Networking success is twofold. It's important to be proactive and reach out or "cold call" others to continue to build your professional network, but many of the connections you already have are the key to growing your network. It is often the colleagues, former co-workers, friends, and acquaintances who we already know that help us find and reach the right people.

Perhaps you've had a supervisor put you in touch with their former classmate who is researching the same topic you need to include in your professional development plan. Or maybe an old co-worker from your first job introduces you to a manager at your dream organization on LinkedIn or via email so you can ask them about an open position. That personal touch--which can be as simple as a quick email or as generous as a joint breakfast meeting--can make all the difference when making your request or note stand out.

Try introducing a colleague to someone in the EPFP network who is in the same field or who might be interested in collaborating on a joint project. This can be another Fellow in your cohort, someone you met at a regional event, or an alum you've connected with during previous monthly challenges.

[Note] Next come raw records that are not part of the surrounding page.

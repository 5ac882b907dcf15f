use std::path::{Path, PathBuf};

pub(crate) fn backup_path(backup_dir: &Path, path: &Path) -> Option<PathBuf> {
    path.file_name().map(|name| backup_dir.join(name))
}

/// Copy `path` into `backup_dir` unless a backup already exists.
///
/// Failures are logged and otherwise ignored. Returns whether a copy was made.
pub(crate) fn backup_if_absent(backup_dir: &Path, path: &Path) -> bool {
    let Some(dest) = backup_path(backup_dir, path) else {
        return false;
    };
    if dest.exists() {
        return false;
    }

    let result = std::fs::create_dir_all(backup_dir).and_then(|_| std::fs::copy(path, &dest));
    match result {
        Ok(_) => {
            log::debug!("Backed up {} to {}", path.display(), dest.display());
            true
        }
        Err(e) => {
            log::warn!("Backup of {} failed: {}", path.display(), e);
            false
        }
    }
}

Need some help on how to best introduce people via email? Follow these 11 tips from Auren Hoffman, CEO of data connectivity company LiveRamp:

  • Take the time to prepare your message.
  • Ask for permission from both parties to share each other's information.
  • Encourage quick follow up.
  • Take the time of each person into account when you suggest they connect via phone or over lunch.
  • Clearly give the location of each person so they can better plan how to follow up.
  • Be sure to give their first and last name and a brief bio of the person you're introducing.
  • Mention if they have met before, even if it may have only been a brief exchange.
  • Include all necessary parties, such as assistants.
  • Only forward emails that make the originator look good.
  • Make the intentions of your introduction clear.
  • Keep the introduction concise.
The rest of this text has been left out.